What to do:
Collect all lines from the listing that include the string "PartialEq".

Data extract:
------------------------

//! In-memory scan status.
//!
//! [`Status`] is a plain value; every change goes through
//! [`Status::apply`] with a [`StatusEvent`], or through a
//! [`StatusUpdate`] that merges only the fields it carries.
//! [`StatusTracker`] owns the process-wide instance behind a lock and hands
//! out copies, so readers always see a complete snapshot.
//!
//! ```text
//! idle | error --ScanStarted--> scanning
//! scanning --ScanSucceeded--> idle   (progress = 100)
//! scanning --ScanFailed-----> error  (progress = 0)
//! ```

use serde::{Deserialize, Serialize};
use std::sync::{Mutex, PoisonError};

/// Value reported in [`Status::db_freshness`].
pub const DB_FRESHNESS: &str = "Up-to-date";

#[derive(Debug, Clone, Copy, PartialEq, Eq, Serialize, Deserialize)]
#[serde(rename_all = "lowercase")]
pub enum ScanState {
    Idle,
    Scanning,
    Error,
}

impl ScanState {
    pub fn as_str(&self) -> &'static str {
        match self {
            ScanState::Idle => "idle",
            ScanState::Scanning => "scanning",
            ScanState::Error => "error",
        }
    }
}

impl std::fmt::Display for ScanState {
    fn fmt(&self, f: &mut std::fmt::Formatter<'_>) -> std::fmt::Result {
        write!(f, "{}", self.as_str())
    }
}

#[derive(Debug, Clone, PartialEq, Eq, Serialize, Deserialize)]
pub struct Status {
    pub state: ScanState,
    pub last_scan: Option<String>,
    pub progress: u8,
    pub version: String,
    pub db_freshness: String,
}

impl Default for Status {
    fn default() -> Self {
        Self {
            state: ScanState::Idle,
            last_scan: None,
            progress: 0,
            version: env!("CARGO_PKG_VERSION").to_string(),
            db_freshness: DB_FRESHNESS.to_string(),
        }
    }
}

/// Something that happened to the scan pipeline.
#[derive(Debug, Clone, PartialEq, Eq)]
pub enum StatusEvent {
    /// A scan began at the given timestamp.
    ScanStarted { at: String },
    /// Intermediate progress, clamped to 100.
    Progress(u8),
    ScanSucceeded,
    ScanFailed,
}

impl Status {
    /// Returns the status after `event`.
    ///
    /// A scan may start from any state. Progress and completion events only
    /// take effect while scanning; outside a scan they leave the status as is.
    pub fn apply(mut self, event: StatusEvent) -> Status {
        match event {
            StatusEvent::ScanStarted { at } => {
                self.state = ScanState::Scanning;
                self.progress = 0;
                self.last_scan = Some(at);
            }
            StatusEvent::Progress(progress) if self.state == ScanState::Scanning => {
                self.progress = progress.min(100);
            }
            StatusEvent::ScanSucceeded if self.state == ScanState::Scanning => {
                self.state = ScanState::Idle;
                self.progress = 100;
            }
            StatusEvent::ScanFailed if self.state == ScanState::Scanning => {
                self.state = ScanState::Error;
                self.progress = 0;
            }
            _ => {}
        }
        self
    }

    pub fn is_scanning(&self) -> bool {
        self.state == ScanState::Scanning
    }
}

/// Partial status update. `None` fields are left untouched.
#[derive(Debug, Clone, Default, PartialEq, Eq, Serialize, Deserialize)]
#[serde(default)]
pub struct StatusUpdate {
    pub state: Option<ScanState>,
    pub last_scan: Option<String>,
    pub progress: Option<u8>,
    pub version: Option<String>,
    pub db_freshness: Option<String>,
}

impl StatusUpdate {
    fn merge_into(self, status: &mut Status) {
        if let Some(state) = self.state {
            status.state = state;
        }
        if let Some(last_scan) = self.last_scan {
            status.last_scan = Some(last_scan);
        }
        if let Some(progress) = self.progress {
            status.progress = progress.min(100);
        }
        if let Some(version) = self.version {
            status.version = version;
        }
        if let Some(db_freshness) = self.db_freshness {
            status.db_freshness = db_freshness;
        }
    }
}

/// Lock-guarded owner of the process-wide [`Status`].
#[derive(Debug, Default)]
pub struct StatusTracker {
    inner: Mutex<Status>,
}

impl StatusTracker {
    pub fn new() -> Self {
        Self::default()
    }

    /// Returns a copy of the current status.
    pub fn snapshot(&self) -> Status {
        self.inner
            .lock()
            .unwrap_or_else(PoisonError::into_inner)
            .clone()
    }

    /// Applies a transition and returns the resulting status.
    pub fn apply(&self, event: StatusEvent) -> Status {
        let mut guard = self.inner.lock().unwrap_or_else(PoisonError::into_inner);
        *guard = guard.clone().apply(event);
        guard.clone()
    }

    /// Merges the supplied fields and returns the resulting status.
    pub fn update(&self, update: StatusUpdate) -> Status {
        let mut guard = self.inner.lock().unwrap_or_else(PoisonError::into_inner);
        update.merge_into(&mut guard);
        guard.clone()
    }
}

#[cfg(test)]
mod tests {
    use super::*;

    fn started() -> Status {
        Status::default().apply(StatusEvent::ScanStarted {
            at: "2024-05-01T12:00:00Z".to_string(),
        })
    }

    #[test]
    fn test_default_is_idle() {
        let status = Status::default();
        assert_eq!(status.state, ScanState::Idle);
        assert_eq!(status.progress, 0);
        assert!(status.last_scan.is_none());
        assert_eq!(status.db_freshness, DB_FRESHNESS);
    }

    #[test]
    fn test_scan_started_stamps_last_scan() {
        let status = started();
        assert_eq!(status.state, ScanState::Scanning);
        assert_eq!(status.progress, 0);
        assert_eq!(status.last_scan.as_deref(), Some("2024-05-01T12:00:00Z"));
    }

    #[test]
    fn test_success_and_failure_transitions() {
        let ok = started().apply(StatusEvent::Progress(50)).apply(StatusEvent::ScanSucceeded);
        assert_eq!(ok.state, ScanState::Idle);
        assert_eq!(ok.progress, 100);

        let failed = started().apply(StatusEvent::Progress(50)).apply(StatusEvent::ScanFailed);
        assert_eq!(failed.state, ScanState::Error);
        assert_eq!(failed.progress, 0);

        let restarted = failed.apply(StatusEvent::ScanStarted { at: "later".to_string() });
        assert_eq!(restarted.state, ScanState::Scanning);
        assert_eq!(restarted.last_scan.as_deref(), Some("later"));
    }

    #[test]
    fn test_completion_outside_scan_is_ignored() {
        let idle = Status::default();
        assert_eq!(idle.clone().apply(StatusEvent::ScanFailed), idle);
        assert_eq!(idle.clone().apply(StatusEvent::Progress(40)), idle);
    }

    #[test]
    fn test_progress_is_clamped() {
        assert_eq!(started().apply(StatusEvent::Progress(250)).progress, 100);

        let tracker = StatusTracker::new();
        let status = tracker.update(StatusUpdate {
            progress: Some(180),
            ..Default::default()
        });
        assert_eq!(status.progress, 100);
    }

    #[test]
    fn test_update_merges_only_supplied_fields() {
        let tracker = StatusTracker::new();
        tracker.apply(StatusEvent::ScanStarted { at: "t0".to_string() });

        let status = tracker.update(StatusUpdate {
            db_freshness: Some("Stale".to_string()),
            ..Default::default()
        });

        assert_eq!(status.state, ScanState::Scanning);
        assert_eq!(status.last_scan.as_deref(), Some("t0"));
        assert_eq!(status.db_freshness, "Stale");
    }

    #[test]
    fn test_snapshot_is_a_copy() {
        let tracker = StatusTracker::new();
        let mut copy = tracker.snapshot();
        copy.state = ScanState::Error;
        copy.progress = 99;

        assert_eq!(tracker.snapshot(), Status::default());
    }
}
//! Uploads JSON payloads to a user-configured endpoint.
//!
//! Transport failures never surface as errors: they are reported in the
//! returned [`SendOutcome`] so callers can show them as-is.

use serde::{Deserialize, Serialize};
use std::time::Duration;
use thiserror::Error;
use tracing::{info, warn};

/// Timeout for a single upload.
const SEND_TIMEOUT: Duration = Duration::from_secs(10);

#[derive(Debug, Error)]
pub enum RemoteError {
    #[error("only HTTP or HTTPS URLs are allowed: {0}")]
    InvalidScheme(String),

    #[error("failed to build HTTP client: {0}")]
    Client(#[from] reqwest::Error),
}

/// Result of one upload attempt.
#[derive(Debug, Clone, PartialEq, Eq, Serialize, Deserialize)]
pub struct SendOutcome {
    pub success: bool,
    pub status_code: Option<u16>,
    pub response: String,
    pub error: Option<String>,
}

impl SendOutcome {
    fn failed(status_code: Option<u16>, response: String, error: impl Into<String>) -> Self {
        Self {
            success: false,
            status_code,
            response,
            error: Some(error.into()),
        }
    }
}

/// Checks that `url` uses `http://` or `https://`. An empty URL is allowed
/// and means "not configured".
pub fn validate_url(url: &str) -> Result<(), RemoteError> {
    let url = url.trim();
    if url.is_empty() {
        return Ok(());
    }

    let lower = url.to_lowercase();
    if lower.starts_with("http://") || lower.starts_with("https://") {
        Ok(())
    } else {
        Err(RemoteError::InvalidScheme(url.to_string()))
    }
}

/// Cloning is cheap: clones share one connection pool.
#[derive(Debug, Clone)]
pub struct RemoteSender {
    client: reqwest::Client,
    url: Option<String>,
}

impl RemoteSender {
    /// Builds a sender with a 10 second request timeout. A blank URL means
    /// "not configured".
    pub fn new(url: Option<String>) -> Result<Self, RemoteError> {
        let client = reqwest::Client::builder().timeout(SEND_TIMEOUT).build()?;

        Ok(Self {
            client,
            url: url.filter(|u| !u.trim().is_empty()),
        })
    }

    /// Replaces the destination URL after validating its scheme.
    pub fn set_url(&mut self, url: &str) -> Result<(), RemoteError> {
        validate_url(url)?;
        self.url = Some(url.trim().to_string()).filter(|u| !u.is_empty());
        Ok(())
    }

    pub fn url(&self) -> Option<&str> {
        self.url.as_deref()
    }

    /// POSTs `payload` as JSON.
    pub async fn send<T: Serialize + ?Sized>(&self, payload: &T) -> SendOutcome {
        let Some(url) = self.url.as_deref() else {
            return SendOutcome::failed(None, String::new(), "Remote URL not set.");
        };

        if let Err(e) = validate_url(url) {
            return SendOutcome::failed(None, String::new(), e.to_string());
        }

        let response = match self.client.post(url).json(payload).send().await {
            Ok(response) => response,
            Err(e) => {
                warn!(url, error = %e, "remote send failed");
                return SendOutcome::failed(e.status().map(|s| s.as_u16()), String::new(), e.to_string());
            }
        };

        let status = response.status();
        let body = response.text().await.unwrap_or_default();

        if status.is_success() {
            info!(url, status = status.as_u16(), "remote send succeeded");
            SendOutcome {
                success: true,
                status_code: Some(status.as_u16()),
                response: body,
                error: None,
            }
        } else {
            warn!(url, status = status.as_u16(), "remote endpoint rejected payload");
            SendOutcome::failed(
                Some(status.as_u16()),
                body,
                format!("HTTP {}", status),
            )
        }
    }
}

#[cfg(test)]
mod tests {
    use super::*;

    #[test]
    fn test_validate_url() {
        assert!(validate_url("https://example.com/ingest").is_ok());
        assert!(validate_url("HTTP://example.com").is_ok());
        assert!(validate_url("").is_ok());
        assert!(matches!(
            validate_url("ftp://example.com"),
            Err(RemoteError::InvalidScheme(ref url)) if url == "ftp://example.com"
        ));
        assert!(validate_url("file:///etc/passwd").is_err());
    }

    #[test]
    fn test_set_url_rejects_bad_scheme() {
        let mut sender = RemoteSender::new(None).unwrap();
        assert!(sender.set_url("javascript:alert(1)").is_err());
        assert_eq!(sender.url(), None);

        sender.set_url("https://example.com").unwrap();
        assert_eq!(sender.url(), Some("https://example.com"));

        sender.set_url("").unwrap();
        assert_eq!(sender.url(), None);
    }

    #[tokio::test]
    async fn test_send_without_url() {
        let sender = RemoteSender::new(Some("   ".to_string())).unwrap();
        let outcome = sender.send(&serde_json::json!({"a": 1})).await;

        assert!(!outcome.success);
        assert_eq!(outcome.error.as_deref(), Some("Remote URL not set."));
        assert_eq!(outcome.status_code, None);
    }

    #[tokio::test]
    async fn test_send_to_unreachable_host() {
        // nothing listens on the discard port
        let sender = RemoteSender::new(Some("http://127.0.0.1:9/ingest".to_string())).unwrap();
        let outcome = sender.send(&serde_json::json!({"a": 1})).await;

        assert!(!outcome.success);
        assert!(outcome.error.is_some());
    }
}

------------------------

Final answer:
#[derive(Debug, Clone, Copy, PartialEq, Eq, Serialize, Deserialize)]
#[derive(Debug, Clone, PartialEq, Eq, Serialize, Deserialize)]
#[derive(Debug, Clone, PartialEq, Eq)]
#[derive(Debug, Clone, Default, PartialEq, Eq, Serialize, Deserialize)]
#[derive(Debug, Clone, PartialEq, Eq, Serialize, Deserialize)]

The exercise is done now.